Batch-bake multiple pans and freeze undecorated trees for future events. Label freezer bags with date and intended serving; thaw the night before and decorate the day of for fresh presentation. If you’re making a large quantity for a party, enlist helpers for assembly-line decorating — one person pipes green, another adds white garlands, and a third sprinkles. Use disposable piping bags for easy cleanup and consistent results.
These brownies have become a holiday ritual in my home: a simple base batter transforms into a joyful activity and a delicious dessert. Whether gifting them in cellophane bags or arranging them on a festive platter, they bring both flavor and cheer to the season — make them once, and I promise they’ll return to your holiday rotation.
Chill the baked slab for at least 30 minutes before cutting to achieve clean tree shapes.
Start with a tiny snip in the piping bag and test flow on a plate to ensure precise lines.
Add sprinkles immediately after piping so they adhere to the wet icing.
Use parchment paper under the slab when cutting to transfer trees easily without breaking.
If making ahead, freeze undecorated trees and decorate after thawing for fresher icing.
This nourishing christmas tree brownies recipe is sure to be a staple in your kitchen. Enjoy every moist, high protein slice — it is perfect for breakfast or as a wholesome snack any time.
This Christmas Tree Brownies recipe makes perfectly juicy, tender, and flavorful steak every time! Serve with potatoes and a side salad for an unforgettable dinner in under 30 minutes.

Preheat the oven to 325°F (163°C). Grease a 9x13-inch baking dish and line with parchment to allow easy removal and cleaner cutting after chilling.

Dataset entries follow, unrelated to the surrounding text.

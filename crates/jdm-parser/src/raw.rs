//! Serde mirror of the JDM document format
//!
//! These structs only describe the wire shape. Semantic checks and expression
//! compilation happen in [`crate::document_parser`].

use serde::Deserialize;
use serde_json::{Map, Value as JsonValue};

#[derive(Debug, Deserialize)]
pub(crate) struct RawDocument {
    pub nodes: Vec<RawNode>,
    pub edges: Vec<RawEdge>,
}

#[derive(Debug, Deserialize)]
pub(crate) struct RawNode {
    pub id: String,
    #[serde(rename = "type")]
    pub node_type: String,
    #[serde(default)]
    pub name: Option<String>,
    #[serde(default)]
    pub content: Option<JsonValue>,
    /// Remaining fields; used as content when `content` is absent
    #[serde(flatten)]
    pub rest: Map<String, JsonValue>,
}

#[derive(Debug, Deserialize)]
#[serde(rename_all = "camelCase")]
pub(crate) struct RawEdge {
    pub id: String,
    pub source_id: String,
    pub target_id: String,
    #[serde(default)]
    pub source_handle: Option<String>,
    #[serde(default)]
    pub alias: Option<String>,
}

#[derive(Debug, Default, Clone, Copy, Deserialize)]
#[serde(rename_all = "lowercase")]
pub(crate) enum RawHitPolicy {
    #[default]
    First,
    Collect,
}

#[derive(Debug, Deserialize)]
pub(crate) struct RawExpressionContent {
    #[serde(default)]
    pub expressions: Vec<RawExpression>,
}

#[derive(Debug, Deserialize)]
pub(crate) struct RawExpression {
    #[serde(default)]
    pub id: Option<String>,
    pub key: String,
    #[serde(default)]
    pub value: JsonValue,
}

#[derive(Debug, Deserialize)]
#[serde(rename_all = "camelCase")]
pub(crate) struct RawTableContent {
    #[serde(default)]
    pub hit_policy: RawHitPolicy,
    #[serde(default)]
    pub inputs: Vec<RawColumn>,
    #[serde(default)]
    pub outputs: Vec<RawColumn>,
    #[serde(default)]
    pub rules: Vec<Map<String, JsonValue>>,
    #[serde(default)]
    pub default_output: Option<JsonValue>,
}

#[derive(Debug, Deserialize)]
pub(crate) struct RawColumn {
    pub id: String,
    #[serde(default)]
    pub name: Option<String>,
    #[serde(default)]
    pub field: Option<String>,
}

#[derive(Debug, Deserialize)]
#[serde(rename_all = "camelCase")]
pub(crate) struct RawSwitchContent {
    #[serde(default)]
    pub hit_policy: RawHitPolicy,
    #[serde(default)]
    pub statements: Vec<RawStatement>,
}

#[derive(Debug, Deserialize)]
pub(crate) struct RawStatement {
    pub id: String,
    #[serde(default)]
    pub condition: JsonValue,
}

#[derive(Debug, Deserialize)]
pub(crate) struct RawDecisionContent {
    pub key: String,
}

/// Source text of a cell or expression. Non-string scalars keep their JSON
/// spelling so `100` and `true` work unquoted.
pub(crate) fn cell_text(value: &JsonValue) -> String {
    match value {
        JsonValue::Null => String::new(),
        JsonValue::String(s) => s.clone(),
        other => other.to_string(),
    }
}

In a medium bowl whisk together the all-purpose flour, cocoa powder, and kosher salt until evenly combined and free of lumps.
In a large bowl with a hand or stand mixer, combine melted butter, sugar, and vanilla. Add eggs one at a time, mixing briefly after each to emulsify and create a glossy mixture.
Fold the dry ingredients into the wet mixture until just combined. Pour batter into the prepared pan and bake at 325°F for about 30 minutes or until a toothpick comes out with moist crumbs.
Cool the slab on a wire rack, then refrigerate until firm (about 30 minutes). Use a Christmas tree cookie cutter to cut shapes, starting at the edges to maximize yield.
Mix powdered sugar with 1–2 tablespoons milk to a piping consistency. Divide and tint one portion green. Pipe zigzag garlands with green and white icing and add sprinkles immediately.